We see ourselves more as members of an ethnic community than as a nation. We see ourselves more as speakers of a language than as people of a common tongue-Swahili. We see ourselves more coming from Central, Nandi or Siaya than as Kenyans.

There are national signs of cohesion which any united and properly cohesive state or people normally have. They include an agreed national dress Think of a flowing agbanda from West Africa, the red Chinese tube dresses, the flowing kanzus from Israel of other Muslim countries. These dresses identifies you as a people from a common place, you need to look at the kinship that these people have to contend this.

Then we have language. A common language that can be spoken and understood by everyone. Language does not guarantee unity but it makes communication easy and reduces discrimination based on what language someone speaks.
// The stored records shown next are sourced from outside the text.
use std::collections::HashMap;
use std::sync::{Arc, Mutex};
use std::thread::{self, ThreadId};

/// One observation made from inside a task payload.
#[derive(Debug, Clone, PartialEq, Eq)]
pub enum Event {
    Start(String),
    End(String),
}

/// Shared, append-only log of task starts and ends.
///
/// Clone it into payloads; every clone writes to the same log.
#[derive(Debug, Clone, Default)]
pub struct Recorder {
    events: Arc<Mutex<Vec<(Event, ThreadId)>>>,
}

impl Recorder {
    pub fn new() -> Self {
        Self::default()
    }

    pub fn start(&self, label: &str) {
        self.push(Event::Start(label.to_string()));
    }

    pub fn end(&self, label: &str) {
        self.push(Event::End(label.to_string()));
    }

    /// A payload that records its start and end around `body`.
    pub fn task<F>(&self, label: &str, mut body: F) -> impl FnMut() + Send + 'static + use<F>
    where
        F: FnMut() + Send + 'static,
    {
        let recorder = self.clone();
        let label = label.to_string();
        move || {
            recorder.start(&label);
            body();
            recorder.end(&label);
        }
    }

    /// A payload that only records start and end.
    pub fn noop(&self, label: &str) -> impl FnMut() + Send + 'static + use<> {
        self.task(label, || {})
    }

    pub fn events(&self) -> Vec<Event> {
        self.events
            .lock()
            .unwrap()
            .iter()
            .map(|(e, _)| e.clone())
            .collect()
    }

    /// Position of the first `event` in the log.
    pub fn position(&self, event: &Event) -> Option<usize> {
        self.events().iter().position(|e| e == event)
    }

    /// Number of times `label` started.
    pub fn starts(&self, label: &str) -> usize {
        self.events()
            .iter()
            .filter(|e| matches!(e, Event::Start(l) if l == label))
            .count()
    }

    /// Thread each label started on.
    pub fn threads(&self) -> HashMap<String, ThreadId> {
        self.events
            .lock()
            .unwrap()
            .iter()
            .filter_map(|(e, t)| match e {
                Event::Start(l) => Some((l.clone(), *t)),
                Event::End(_) => None,
            })
            .collect()
    }

    /// Panics unless `before` ended before `after` started.
    pub fn assert_precedes(&self, before: &str, after: &str) {
        let end = self
            .position(&Event::End(before.to_string()))
            .unwrap_or_else(|| panic!("{before} never finished"));
        let start = self
            .position(&Event::Start(after.to_string()))
            .unwrap_or_else(|| panic!("{after} never started"));
        assert!(
            end < start,
            "{after} started (event {start}) before {before} finished (event {end}): {:?}",
            self.events()
        );
    }

    fn push(&self, event: Event) {
        self.events
            .lock()
            .unwrap()
            .push((event, thread::current().id()));
    }
}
It reduces the suspicion and apprehension that lurks in our offices when a new employee walks in and everyone is waiting to hear their second name.

I have looked at our country and wondered what these parts of our great giant statue may be. A good constitution-Golden head of Kenya. Breasts and arms of silver- free political space in Kenya. Belly and thigh of bronze-our diversity culturally and ethnically. Legs of iron-language diversity. Feet of clay-language. We do not have something which we as Kenyans can say is proudly us, well except loins and Maasais. So here we are, a people who have no common language, no common dress, no common national culture or even one aspect of culture that runs across all cultures that we have, even religion is profiled according to regions…True… we lack a central unifying factor that badly. Forget what other nations think of us. Our leaders; political, church or otherwise are the most divisive of all.

These people...

The efforts at cohesion and integration by government spokesman, Tourism ministry and National Cohesion and Integration Commission will have to be approached from other more informed and enlightened point than those silly slogans and knee jack shameful decisions like secretly monitoring people’s phone text messages by NCIC.

But don’t worry; this giant statue of a nation, this colossus called Kenya is safe for now.

No, ladies and gentlemen, she will not crumble and break into a thousand pieces. It will crack in bits and the pieces will fall off as we replace them till one day we will have a country, a giant whose whole body is golden. For now, what we have is a colossus with clay feet.